Medicaid and Medicare are government insurance programs developed to care for specific populations and the particular needs associated with that population. There are fundamental differences between the ways in which these programs are funded, the services they cover, and the people they serve. Medicare’s beneficiaries are elderly (65 or older) or disabled. It covers acute and episodic care. Medicaid covers chronic and long-term services for people with very low incomes. Medicare is federally funded, while Medicaid is partially funded by the states based on its Federal Medical Assistance Percentage (FMAP). With major difference between the two programs, problems arise when people are eligible for both.
There are 8.9 million Americans who are “dual eligibles,” qualifying for both Medicaid and Medicare. This population is very sick and therefore very costly. Dual eligibles require a broader range of medical services, including costly hospitalizations and long-term care. While dual eligibles make up only 15 percent of Medicaid enrollees and 16 percent of Medicare enrollees, they account for 39 percent of all Medicaid spending and 27 percent of all Medicare spending.
Dual eligibles are a sicker population of people, which will no doubt have high per capita costs, but there is room for improvement. The discrepancies between the payment systems and the services covered by Medicare and Medicaid has led to fragmented, costly care and high rates of potentially avoidable hospitalizations (PAH). This can best be explained through an example:
A patient on Medicaid in a skilled nursing facility (SNF) develops pneumonia. Medicaid covers the majority of this patient’s costs because it is long-term care. Medicaid, however, will not cover treatments associated with the pneumonia because it is an acute illness. While the patient would benefit more from bringing additional staff to the SNF to treat and monitor this patient, the SNF would not be reimbursed for these additional services. Without the financial incentive to care for this patient, a simple case of pneumonia causes the patient to be transferred to a hospital where Medicare will cover the services provided. Unfortunately, this happens too often, with a variety of other complications that a skilled nursing facility or nursing home could handle if properly incentivized to do so.

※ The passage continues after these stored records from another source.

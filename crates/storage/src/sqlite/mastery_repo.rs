use study_core::model::{MasteryState, UserId};

use super::{
    SqliteRepository,
    mapping::{map_mastery_row, user_id_to_i64},
};
use crate::repository::{MasteryStore, StorageError};

fn conn<E: core::fmt::Display>(e: E) -> StorageError {
    StorageError::Connection(e.to_string())
}

#[async_trait::async_trait]
impl MasteryStore for SqliteRepository {
    async fn load_mastery(&self, user: UserId) -> Result<MasteryState, StorageError> {
        let rows = sqlx::query(
            r"
            SELECT
                concept_id, mastery_score, attempt_count, correct_count,
                consecutive_correct, last_seen
            FROM mastery_records
            WHERE user_id = ?1
            ",
        )
        .bind(user_id_to_i64(user)?)
        .fetch_all(&self.pool)
        .await
        .map_err(conn)?;

        let mut state = MasteryState::with_capacity(rows.len());
        for row in rows {
            let record = map_mastery_row(&row)?;
            state.insert(record.concept_id().clone(), record);
        }
        Ok(state)
    }

    async fn save_mastery(&self, user: UserId, state: &MasteryState) -> Result<(), StorageError> {
        let user_id = user_id_to_i64(user)?;
        let mut tx = self.pool.begin().await.map_err(conn)?;

        sqlx::query("DELETE FROM mastery_records WHERE user_id = ?1")
            .bind(user_id)
            .execute(&mut *tx)
            .await
            .map_err(conn)?;

        for record in state.values() {
            sqlx::query(
                r"
                INSERT INTO mastery_records (
                    user_id, concept_id, mastery_score, attempt_count,
                    correct_count, consecutive_correct, last_seen
                )
                VALUES (?1, ?2, ?3, ?4, ?5, ?6, ?7)
                ",
            )
            .bind(user_id)
            .bind(record.concept_id().as_str())
            .bind(record.mastery_score())
            .bind(i64::from(record.attempt_count()))
            .bind(i64::from(record.correct_count()))
            .bind(i64::from(record.consecutive_correct()))
            .bind(record.last_seen())
            .execute(&mut *tx)
            .await
            .map_err(conn)?;
        }

        tx.commit().await.map_err(conn)?;
        tracing::debug!(user = user.value(), records = state.len(), "mastery saved");
        Ok(())
    }
}
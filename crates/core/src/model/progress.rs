use serde::Serialize;

use crate::model::Level;

/// Completion of one level of the catalog.
#[derive(Debug, Clone, PartialEq, Serialize)]
pub struct LevelProgress {
    pub level: Level,
    pub total: u32,
    pub attempted: u32,
    pub mastered: u32,
    /// Mastered share in percent, `0.0` when the level has no concepts.
    pub completion_percent: f64,
}

impl LevelProgress {
    #[must_use]
    pub fn empty(level: Level) -> Self {
        Self {
            level,
            total: 0,
            attempted: 0,
            mastered: 0,
            completion_percent: 0.0,
        }
    }

    #[must_use]
    pub fn is_complete(&self) -> bool {
        self.total > 0 && self.mastered == self.total
    }
}

/// Read-only view derived from a learner's mastery records.
///
/// Never stored; recompute whenever the records change.
#[derive(Debug, Clone, PartialEq, Serialize)]
pub struct ProgressSnapshot {
    pub overall_level: Level,
    /// One entry per level, ascending.
    pub levels: Vec<LevelProgress>,
    pub total_concepts: u32,
    pub mastered_concepts: u32,
    pub total_attempts: u32,
    pub total_correct: u32,
    pub average_mastery: f64,
    /// Consecutive calendar days (UTC) with activity, ending today or yesterday.
    pub streak_days: u32,
    /// Longest run of consecutive correct answers currently held on any concept.
    pub best_correct_run: u32,
}

impl ProgressSnapshot {
    /// Snapshot for a learner with no catalog or no activity.
    #[must_use]
    pub fn zeroed() -> Self {
        Self {
            overall_level: Level::Beginner,
            levels: Level::ALL.iter().copied().map(LevelProgress::empty).collect(),
            total_concepts: 0,
            mastered_concepts: 0,
            total_attempts: 0,
            total_correct: 0,
            average_mastery: 0.0,
            streak_days: 0,
            best_correct_run: 0,
        }
    }

    #[must_use]
    pub fn level(&self, level: Level) -> Option<&LevelProgress> {
        self.levels.iter().find(|p| p.level == level)
    }

    /// Overall completion across every level, in percent.
    #[must_use]
    pub fn overall_completion_percent(&self) -> f64 {
        if self.total_concepts == 0 {
            0.0
        } else {
            f64::from(self.mastered_concepts) / f64::from(self.total_concepts) * 100.0
        }
    }

    #[must_use]
    pub fn accuracy(&self) -> f64 {
        if self.total_attempts == 0 {
            0.0
        } else {
            f64::from(self.total_correct) / f64::from(self.total_attempts)
        }
    }
}
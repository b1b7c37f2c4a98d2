use std::collections::HashMap;

use serde::{Deserialize, Serialize};
use thiserror::Error;

use crate::error::Error;
use crate::model::{ConceptCategory, ConceptDraft, ConceptId, LearningConcept, Level};

//
// ─── ERRORS ────────────────────────────────────────────────────────────────────
//

#[derive(Debug, Error, Clone, PartialEq, Eq)]
#[non_exhaustive]
pub enum CatalogError {
    #[error("duplicate concept id: {0}")]
    DuplicateConcept(ConceptId),

    #[error("concept {concept} requires unknown prerequisite {prerequisite}")]
    UnknownPrerequisite {
        concept: ConceptId,
        prerequisite: ConceptId,
    },

    #[error("learning path {path} references unknown concept {concept}")]
    UnknownPathConcept { path: String, concept: ConceptId },

    #[error("duplicate learning path id: {0}")]
    DuplicatePath(String),
}

//
// ─── LEARNING PATH ─────────────────────────────────────────────────────────────
//

/// Ordered sequence of concepts forming a curriculum for one level.
#[derive(Debug, Clone, PartialEq, Eq, Serialize, Deserialize)]
pub struct LearningPath {
    pub id: String,
    pub name: String,
    pub level: Level,
    #[serde(default)]
    pub description: String,
    pub concept_ids: Vec<ConceptId>,
    #[serde(default)]
    pub estimated_total_hours: u32,
}

impl LearningPath {
    /// First concept on the path that is not in `completed`.
    #[must_use]
    pub fn next_concept(&self, completed: &[ConceptId]) -> Option<&ConceptId> {
        self.concept_ids.iter().find(|id| !completed.contains(id))
    }

    /// Share of the path in `completed`, in percent.
    #[must_use]
    #[allow(clippy::cast_precision_loss)]
    pub fn progress_percentage(&self, completed: &[ConceptId]) -> f64 {
        if self.concept_ids.is_empty() {
            return 0.0;
        }
        let done = self
            .concept_ids
            .iter()
            .filter(|id| completed.contains(id))
            .count();
        done as f64 / self.concept_ids.len() as f64 * 100.0
    }
}

//
// ─── CATALOG ───────────────────────────────────────────────────────────────────
//

/// Read-only set of concepts, built once at startup and shared by reference.
///
/// Iteration always follows catalog (insertion) order, which is also the final
/// tie-break when selecting concepts.
#[derive(Debug, Clone, Default)]
pub struct ConceptCatalog {
    concepts: Vec<LearningConcept>,
    index: HashMap<ConceptId, usize>,
    paths: Vec<LearningPath>,
}

impl ConceptCatalog {
    /// Build a catalog from validated concepts.
    ///
    /// # Errors
    ///
    /// Returns `CatalogError::DuplicateConcept` for repeated ids and
    /// `CatalogError::UnknownPrerequisite` if a prerequisite is not in the catalog.
    pub fn new(concepts: Vec<LearningConcept>) -> Result<Self, CatalogError> {
        let mut index = HashMap::with_capacity(concepts.len());
        for (position, concept) in concepts.iter().enumerate() {
            if index.insert(concept.id().clone(), position).is_some() {
                return Err(CatalogError::DuplicateConcept(concept.id().clone()));
            }
        }
        for concept in &concepts {
            if let Some(missing) = concept
                .prerequisites()
                .iter()
                .find(|p| !index.contains_key(*p))
            {
                return Err(CatalogError::UnknownPrerequisite {
                    concept: concept.id().clone(),
                    prerequisite: missing.clone(),
                });
            }
        }
        Ok(Self {
            concepts,
            index,
            paths: Vec::new(),
        })
    }

    /// Validate every draft and build the catalog from the result.
    ///
    /// # Errors
    ///
    /// Returns the first `ConceptError` or `CatalogError` encountered.
    pub fn from_drafts(drafts: impl IntoIterator<Item = ConceptDraft>) -> Result<Self, Error> {
        let concepts = drafts
            .into_iter()
            .map(ConceptDraft::validate)
            .collect::<Result<Vec<_>, _>>()?;
        Ok(Self::new(concepts)?)
    }

    /// Attach a learning path.
    ///
    /// # Errors
    ///
    /// Returns `CatalogError` if the path id is taken or it names unknown concepts.
    pub fn with_path(mut self, path: LearningPath) -> Result<Self, CatalogError> {
        if self.paths.iter().any(|p| p.id == path.id) {
            return Err(CatalogError::DuplicatePath(path.id));
        }
        if let Some(missing) = path
            .concept_ids
            .iter()
            .find(|id| !self.index.contains_key(*id))
        {
            return Err(CatalogError::UnknownPathConcept {
                path: path.id.clone(),
                concept: missing.clone(),
            });
        }
        self.paths.push(path);
        Ok(self)
    }

    #[must_use]
    pub fn len(&self) -> usize {
        self.concepts.len()
    }

    #[must_use]
    pub fn is_empty(&self) -> bool {
        self.concepts.is_empty()
    }

    #[must_use]
    pub fn get(&self, id: &ConceptId) -> Option<&LearningConcept> {
        self.index.get(id).map(|&i| &self.concepts[i])
    }

    /// Position of a concept in catalog order.
    #[must_use]
    pub fn position(&self, id: &ConceptId) -> Option<usize> {
        self.index.get(id).copied()
    }

    pub fn iter(&self) -> impl Iterator<Item = &LearningConcept> {
        self.concepts.iter()
    }

    /// Concepts at one level, in catalog order.
    pub fn by_level(&self, level: Level) -> impl Iterator<Item = &LearningConcept> {
        self.concepts.iter().filter(move |c| c.level() == level)
    }

    /// Concepts in a category, optionally restricted to one level.
    #[must_use]
    pub fn by_category(
        &self,
        category: ConceptCategory,
        level: Option<Level>,
    ) -> Vec<&LearningConcept> {
        self.concepts
            .iter()
            .filter(|c| c.category() == category)
            .filter(|c| level.is_none_or(|l| c.level() == l))
            .collect()
    }

    /// Case-insensitive search over name, description and keywords.
    #[must_use]
    pub fn search(&self, query: &str) -> Vec<&LearningConcept> {
        let query = query.trim();
        if query.is_empty() {
            return Vec::new();
        }
        self.concepts
            .iter()
            .filter(|c| c.matches_query(query))
            .collect()
    }

    #[must_use]
    pub fn paths(&self) -> &[LearningPath] {
        &self.paths
    }

    #[must_use]
    pub fn path(&self, id: &str) -> Option<&LearningPath> {
        self.paths.iter().find(|p| p.id == id)
    }

    pub fn paths_for_level(&self, level: Level) -> impl Iterator<Item = &LearningPath> {
        self.paths.iter().filter(move |p| p.level == level)
    }
}

#[cfg(test)]
mod tests {
    use super::*;
    use crate::model::ConceptError;

    fn concept(id: &str, level: Level, category: ConceptCategory) -> LearningConcept {
        ConceptDraft::new(
            ConceptId::new(id).unwrap(),
            id.replace('_', " "),
            level,
            category,
            format!("About {id}"),
        )
        .validate()
        .unwrap()
    }

    fn catalog() -> ConceptCatalog {
        ConceptCatalog::new(vec![
            concept("variables", Level::Beginner, ConceptCategory::Basics),
            concept("loops", Level::Beginner, ConceptCategory::ControlFlow),
            concept("closures", Level::Intermediate, ConceptCategory::Functions),
            concept("async_io", Level::Expert, ConceptCategory::Async),
        ])
        .unwrap()
    }

    fn id(s: &str) -> ConceptId {
        ConceptId::new(s).unwrap()
    }

    #[test]
    fn rejects_duplicate_ids() {
        let err = ConceptCatalog::new(vec![
            concept("loops", Level::Beginner, ConceptCategory::ControlFlow),
            concept("loops", Level::Expert, ConceptCategory::ControlFlow),
        ])
        .unwrap_err();
        assert_eq!(err, CatalogError::DuplicateConcept(id("loops")));
    }

    #[test]
    fn from_drafts_surfaces_validation_errors() {
        let bad = ConceptDraft::new(
            id("empty"),
            " ",
            Level::Beginner,
            ConceptCategory::Basics,
            "desc",
        );
        let err = ConceptCatalog::from_drafts(vec![bad]).unwrap_err();
        assert!(matches!(err, Error::Concept(ConceptError::EmptyName)));
    }

    #[test]
    fn rejects_unknown_prerequisite() {
        let mut draft = ConceptDraft::new(
            id("closures"),
            "Closures",
            Level::Intermediate,
            ConceptCategory::Functions,
            "Functions capturing state",
        );
        draft.prerequisites.push(id("functions"));
        let err = ConceptCatalog::new(vec![draft.validate().unwrap()]).unwrap_err();
        assert!(matches!(err, CatalogError::UnknownPrerequisite { .. }));
    }

    #[test]
    fn by_level_keeps_catalog_order() {
        let catalog = catalog();
        let names: Vec<_> = catalog
            .by_level(Level::Beginner)
            .map(|c| c.id().as_str().to_owned())
            .collect();
        assert_eq!(names, vec!["variables", "loops"]);
        assert_eq!(catalog.position(&id("closures")), Some(2));
    }

    #[test]
    fn by_category_filters_optionally_by_level() {
        let catalog = catalog();
        assert_eq!(catalog.by_category(ConceptCategory::Functions, None).len(), 1);
        assert!(
            catalog
                .by_category(ConceptCategory::Functions, Some(Level::Beginner))
                .is_empty()
        );
    }

    #[test]
    fn search_is_case_insensitive() {
        let catalog = catalog();
        let hits = catalog.search("LOOPS");
        assert_eq!(hits.len(), 1);
        assert!(catalog.search("   ").is_empty());
    }

    #[test]
    fn learning_path_tracks_progress() {
        let catalog = catalog()
            .with_path(LearningPath {
                id: "fundamentals".into(),
                name: "Fundamentals".into(),
                level: Level::Beginner,
                description: "Start here".into(),
                concept_ids: vec![id("variables"), id("loops")],
                estimated_total_hours: 4,
            })
            .unwrap();

        let path = catalog.path("fundamentals").unwrap();
        assert_eq!(path.next_concept(&[]), Some(&id("variables")));
        assert_eq!(path.next_concept(&[id("variables")]), Some(&id("loops")));
        assert_eq!(path.next_concept(&[id("variables"), id("loops")]), None);
        assert!((path.progress_percentage(&[id("loops")]) - 50.0).abs() < 1e-9);
        assert_eq!(catalog.paths_for_level(Level::Expert).count(), 0);
    }

    #[test]
    fn path_with_unknown_concept_is_rejected() {
        let err = catalog()
            .with_path(LearningPath {
                id: "broken".into(),
                name: "Broken".into(),
                level: Level::Beginner,
                description: String::new(),
                concept_ids: vec![id("missing")],
                estimated_total_hours: 1,
            })
            .unwrap_err();
        assert!(matches!(err, CatalogError::UnknownPathConcept { .. }));
    }
}
// rinha -- an interpreter for the Rinha language
//
// This program is free software: you can redistribute it and/or modify
// it under the terms of the GNU General Public License as published by
// the Free Software Foundation.
//
// A copy of the license can be found in the LICENSE file in the root of
// this repository.

//! Hand-written lexer: turns source text into a flat list of `(Span, Token)`
//! pairs. Unrecognized characters and unterminated strings are reported as
//! diagnostics and skipped rather than aborting the whole pass, so a single
//! run can surface more than one lexical error.

use std::rc::Rc;
use std::str::CharIndices;

use crate::diagnostics::Diagnostics;
use crate::span::{LineMap, Span};

#[derive(Debug, Clone, PartialEq)]
pub enum Token {
    Int(i32),
    Str(Rc<str>),
    Ident(Rc<str>),

    Let,
    Fn,
    If,
    Else,
    True,
    False,
    First,
    Second,
    Print,

    LParen,
    RParen,
    LBrace,
    RBrace,
    Comma,
    Semicolon,
    Assign,
    Arrow,

    Plus,
    Minus,
    Star,
    Slash,
    Percent,

    EqEq,
    NotEq,
    Lt,
    Gt,
    Lte,
    Gte,
    AndAnd,
    OrOr,
}

mod charsets {
    pub fn is_ident_start(c: char) -> bool {
        c.is_ascii_alphabetic() || c == '_'
    }

    pub fn is_ident_cont(c: char) -> bool {
        c.is_ascii_alphanumeric() || c == '_'
    }
}

pub struct Lexer<'a> {
    input: &'a str,
    chars: CharIndices<'a>,
    peeked: Option<(usize, char)>,
}

impl<'a> Lexer<'a> {
    pub fn new(input: &'a str) -> Self {
        let mut chars = input.char_indices();
        let peeked = chars.next();
        Lexer {
            input,
            chars,
            peeked,
        }
    }

    fn peek_char(&self) -> Option<(usize, char)> {
        self.peeked
    }

    fn next_char(&mut self) -> Option<(usize, char)> {
        let current = self.peeked;
        self.peeked = self.chars.next();
        current
    }

    fn current_offset(&self) -> usize {
        self.peeked.map(|(o, _)| o).unwrap_or(self.input.len())
    }

    fn skip_whitespace_and_comments(&mut self) {
        loop {
            match self.peek_char() {
                Some((_, c)) if c.is_whitespace() => {
                    self.next_char();
                }
                Some((_, '/')) => {
                    let mut lookahead = self.chars.clone();
                    if lookahead.next().map(|(_, c)| c) == Some('/') {
                        while let Some((_, c)) = self.peek_char() {
                            if c == '\n' {
                                break;
                            }
                            self.next_char();
                        }
                    } else {
                        break;
                    }
                }
                _ => break,
            }
        }
    }

    fn lex_while(&mut self, mut pred: impl FnMut(char) -> bool) -> (usize, usize) {
        let begin = self.current_offset();
        while let Some((_, c)) = self.peek_char() {
            if !pred(c) {
                break;
            }
            self.next_char();
        }
        (begin, self.current_offset())
    }

    fn lex_ident_or_keyword(&mut self) -> Token {
        let (begin, end) = self.lex_while(charsets::is_ident_cont);
        match &self.input[begin..end] {
            "let" => Token::Let,
            "fn" => Token::Fn,
            "if" => Token::If,
            "else" => Token::Else,
            "true" => Token::True,
            "false" => Token::False,
            "first" => Token::First,
            "second" => Token::Second,
            "print" => Token::Print,
            ident => Token::Ident(Rc::from(ident)),
        }
    }

    fn lex_number(&mut self) -> Token {
        let (begin, end) = self.lex_while(|c| c.is_ascii_digit());
        // Out-of-range literals are host-defined per the design notes; we
        // saturate rather than wrap, since a lexer-level wrap would be a
        // surprising silent truncation of the literal the user wrote.
        let value = self.input[begin..end].parse::<i32>().unwrap_or(i32::MAX);
        Token::Int(value)
    }

    /// Returns `None` (with a diagnostic already recorded) for an
    /// unterminated string.
    fn lex_string(&mut self, begin: usize, diagnostics: &mut Diagnostics, line_map: &LineMap) -> Option<Token> {
        self.next_char(); // opening quote
        let content_begin = self.current_offset();
        loop {
            match self.peek_char() {
                None | Some((_, '\n')) => {
                    diagnostics.error(
                        line_map.offset_to_pos(begin),
                        "Unterminated string literal.",
                    );
                    return None;
                }
                Some((offset, '"')) => {
                    let content = &self.input[content_begin..offset];
                    self.next_char(); // closing quote
                    return Some(Token::Str(Rc::from(content)));
                }
                Some(_) => {
                    self.next_char();
                }
            }
        }
    }

    pub fn tokenize(mut self, diagnostics: &mut Diagnostics) -> Vec<(Span, Token)> {
        let line_map = LineMap::new(self.input);
        let mut tokens = Vec::new();

        loop {
            self.skip_whitespace_and_comments();
            let begin = match self.peek_char() {
                None => break,
                Some((offset, _)) => offset,
            };

            macro_rules! single {
                ($tok:expr) => {{
                    self.next_char();
                    ($tok, self.current_offset())
                }};
            }

            macro_rules! maybe_double {
                ($second:expr, $double_tok:expr, $single_tok:expr) => {{
                    self.next_char();
                    if self.peek_char().map(|(_, c)| c) == Some($second) {
                        self.next_char();
                        ($double_tok, self.current_offset())
                    } else {
                        ($single_tok, self.current_offset())
                    }
                }};
            }

            let (_, c) = self.peek_char().unwrap();
            let (token, end) = match c {
                '(' => single!(Token::LParen),
                ')' => single!(Token::RParen),
                '{' => single!(Token::LBrace),
                '}' => single!(Token::RBrace),
                ',' => single!(Token::Comma),
                ';' => single!(Token::Semicolon),
                '+' => single!(Token::Plus),
                '-' => single!(Token::Minus),
                '*' => single!(Token::Star),
                '/' => single!(Token::Slash),
                '%' => single!(Token::Percent),
                '=' => maybe_double!('=', Token::EqEq, Token::Assign),
                '!' => {
                    self.next_char();
                    if self.peek_char().map(|(_, c)| c) == Some('=') {
                        self.next_char();
                        (Token::NotEq, self.current_offset())
                    } else {
                        diagnostics.error(
                            line_map.offset_to_pos(begin),
                            "Unrecognized character '!' (did you mean '!='?).",
                        );
                        continue;
                    }
                }
                '<' => maybe_double!('=', Token::Lte, Token::Lt),
                '>' => maybe_double!('=', Token::Gte, Token::Gt),
                '&' => {
                    self.next_char();
                    if self.peek_char().map(|(_, c)| c) == Some('&') {
                        self.next_char();
                        (Token::AndAnd, self.current_offset())
                    } else {
                        diagnostics.error(
                            line_map.offset_to_pos(begin),
                            "Unrecognized character '&' (did you mean '&&'?).",
                        );
                        continue;
                    }
                }
                '|' => {
                    self.next_char();
                    if self.peek_char().map(|(_, c)| c) == Some('|') {
                        self.next_char();
                        (Token::OrOr, self.current_offset())
                    } else {
                        diagnostics.error(
                            line_map.offset_to_pos(begin),
                            "Unrecognized character '|' (did you mean '||'?).",
                        );
                        continue;
                    }
                }
                '"' => match self.lex_string(begin, diagnostics, &line_map) {
                    Some(tok) => (tok, self.current_offset()),
                    None => continue,
                },
                c if c.is_ascii_digit() => {
                    let tok = self.lex_number();
                    (tok, self.current_offset())
                }
                c if charsets::is_ident_start(c) => {
                    let tok = self.lex_ident_or_keyword();
                    (tok, self.current_offset())
                }
                other => {
                    diagnostics.error(
                        line_map.offset_to_pos(begin),
                        format!("Unrecognized character {:?}.", other),
                    );
                    self.next_char();
                    continue;
                }
            };

            let _ = end;
            tokens.push((Span::new(begin, self.current_offset()), token));
        }

        // `=>` is lexed as two tokens above ('=' then no second check), fix
        // up: handled specially so `=` followed by `>` reads as Arrow.
        fix_up_arrows(tokens)
    }
}

/// `maybe_double!` only knows about `==`; `=>` needs its own two-character
/// lookahead against a different partner character, so a single post-pass
/// merges an `Assign` immediately followed by `Gt` into `Arrow`.
fn fix_up_arrows(tokens: Vec<(Span, Token)>) -> Vec<(Span, Token)> {
    let mut result = Vec::with_capacity(tokens.len());
    let mut iter = tokens.into_iter().peekable();
    while let Some((span, token)) = iter.next() {
        if token == Token::Assign {
            if let Some((next_span, Token::Gt)) = iter.peek() {
                if next_span.begin == span.end {
                    let combined = Span::new(span.begin, next_span.end);
                    iter.next();
                    result.push((combined, Token::Arrow));
                    continue;
                }
            }
        }
        result.push((span, token));
    }
    result
}

#[cfg(test)]
mod tests {
    use super::*;

    fn lex(src: &str) -> Vec<Token> {
        let mut diagnostics = Diagnostics::new();
        Lexer::new(src)
            .tokenize(&mut diagnostics)
            .into_iter()
            .map(|(_, t)| t)
            .collect()
    }

    #[test]
    fn lexes_punctuation_and_operators() {
        assert_eq!(
            lex("(){},; => == != <= >= && ||"),
            vec![
                Token::LParen,
                Token::RParen,
                Token::LBrace,
                Token::RBrace,
                Token::Comma,
                Token::Semicolon,
                Token::Arrow,
                Token::EqEq,
                Token::NotEq,
                Token::Lte,
                Token::Gte,
                Token::AndAnd,
                Token::OrOr,
            ]
        );
    }

    #[test]
    fn lexes_keywords_vs_identifiers() {
        assert_eq!(
            lex("let fn if else true false first second print x"),
            vec![
                Token::Let,
                Token::Fn,
                Token::If,
                Token::Else,
                Token::True,
                Token::False,
                Token::First,
                Token::Second,
                Token::Print,
                Token::Ident(Rc::from("x")),
            ]
        );
    }

    #[test]
    fn lexes_string_literal() {
        assert_eq!(lex("\"hello\""), vec![Token::Str(Rc::from("hello"))]);
    }

    #[test]
    fn reports_unterminated_string() {
        let mut diagnostics = Diagnostics::new();
        let tokens = Lexer::new("\"oops").tokenize(&mut diagnostics);
        assert!(tokens.is_empty());
        assert!(diagnostics.has_error());
    }

    #[test]
    fn reports_unrecognized_character() {
        let mut diagnostics = Diagnostics::new();
        let tokens = Lexer::new("1 @ 2").tokenize(&mut diagnostics);
        assert_eq!(tokens, vec![
            (Span::new(0, 1), Token::Int(1)),
            (Span::new(4, 5), Token::Int(2)),
        ]);
        assert!(diagnostics.has_error());
    }

    #[test]
    fn skips_line_comments() {
        assert_eq!(lex("1 // two\n + 2"), vec![Token::Int(1), Token::Plus, Token::Int(2)]);
    }
}
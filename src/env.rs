// rinha -- an interpreter for the Rinha language
//
// This program is free software: you can redistribute it and/or modify
// it under the terms of the GNU General Public License as published by
// the Free Software Foundation.
//
// A copy of the license can be found in the LICENSE file in the root of
// this repository.

//! The lexical scope chain.

use std::cell::RefCell;
use std::collections::HashMap;
use std::rc::Rc;

use crate::error::EvalError;
use crate::sink::OutputSink;
use crate::value::Value;

pub type ScopeRef = Rc<Scope>;

/// A frame in the scope chain. `bindings` maps a name to `None` ("declared
/// but unset", the hoisting state) or `Some(value)`.
///
/// Every scope carries its own clone of the output sink handle rather than
/// looking it up through the root each time; it's an `Rc` clone, so this
/// costs nothing but a refcount bump and keeps lookups from needing a walk
/// to the outermost frame just to find the sink.
pub struct Scope {
    bindings: RefCell<HashMap<Rc<str>, Option<Value>>>,
    outer: Option<ScopeRef>,
    sink: Rc<dyn OutputSink>,
}

impl Scope {
    pub fn new_root(sink: Rc<dyn OutputSink>) -> ScopeRef {
        Rc::new(Scope {
            bindings: RefCell::new(HashMap::new()),
            outer: None,
            sink,
        })
    }

    pub fn child(parent: &ScopeRef) -> ScopeRef {
        Rc::new(Scope {
            bindings: RefCell::new(HashMap::new()),
            outer: Some(parent.clone()),
            sink: parent.sink.clone(),
        })
    }

    pub fn sink(&self) -> &Rc<dyn OutputSink> {
        &self.sink
    }

    /// Declares `name` as "unset" in this scope. Idempotent: re-declaring an
    /// already-assigned name resets it to unset, matching the compile pass's
    /// hoisting semantics (§4.2/§4.3 of the design).
    pub fn declare(&self, name: Rc<str>) {
        self.bindings.borrow_mut().insert(name, None);
    }

    /// Writes into *this* scope's entry for `name`. Does not walk outward.
    pub fn assign(&self, name: &Rc<str>, value: Value) {
        self.bindings
            .borrow_mut()
            .insert(name.clone(), Some(value));
    }

    /// Walks outward from this scope, skipping entries that are declared but
    /// still unset, until it finds one holding a value.
    pub fn lookup(self: &ScopeRef, name: &str) -> Result<Value, EvalError> {
        let mut scope = self.clone();
        loop {
            if let Some(Some(value)) = scope.bindings.borrow().get(name) {
                return Ok(value.clone());
            }
            let outer = match &scope.outer {
                Some(outer) => outer.clone(),
                None => return Err(EvalError::unbound_name(name)),
            };
            scope = outer;
        }
    }
}

#[cfg(test)]
mod tests {
    use super::*;
    use crate::sink::NullSink;

    #[test]
    fn hoisting_skips_unset_entries_in_favor_of_outer() {
        let root = Scope::new_root(Rc::new(NullSink));
        let name: Rc<str> = Rc::from("x");
        root.declare(name.clone());
        root.assign(&name, Value::Int(1));

        let inner = Scope::child(&root);
        inner.declare(name.clone());
        // `x` in `inner` is declared but unset: lookup should find the outer `x`.
        let found = inner.lookup("x").unwrap();
        assert_eq!(found, Value::Int(1));
    }

    #[test]
    fn unbound_name_errors() {
        let root = Scope::new_root(Rc::new(NullSink));
        assert!(root.lookup("nope").is_err());
    }
}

While the problem is frustrating, solutions are being developed. One such solution comes from Medicaid Managed Care plans. Many Medicaid managed care plans have developed innovative solutions to care for their dual eligible beneficiaries in a more coordinated, patient-centered way. Such plans align payment incentives through a variety of methods to reward streamlined care and reduce unnecessary hospitalizations. Results from early models have varied, but the possibility for real savings is undisputed. The Congressional Budget Office estimated that enrolling dual eligibles into Medicaid managed care would save the federal government $12 billion by 2020.
While the exact amount of savings is unknown, it is clear that there is real, costly fragmentation in the care of dual eligibles. Medicaid managed care plans are equipped to better align the payment incentives for this care. Developing and expanding these plans will not only provide quality care that patients deserve, it will deliver savings that our struggling economy demands.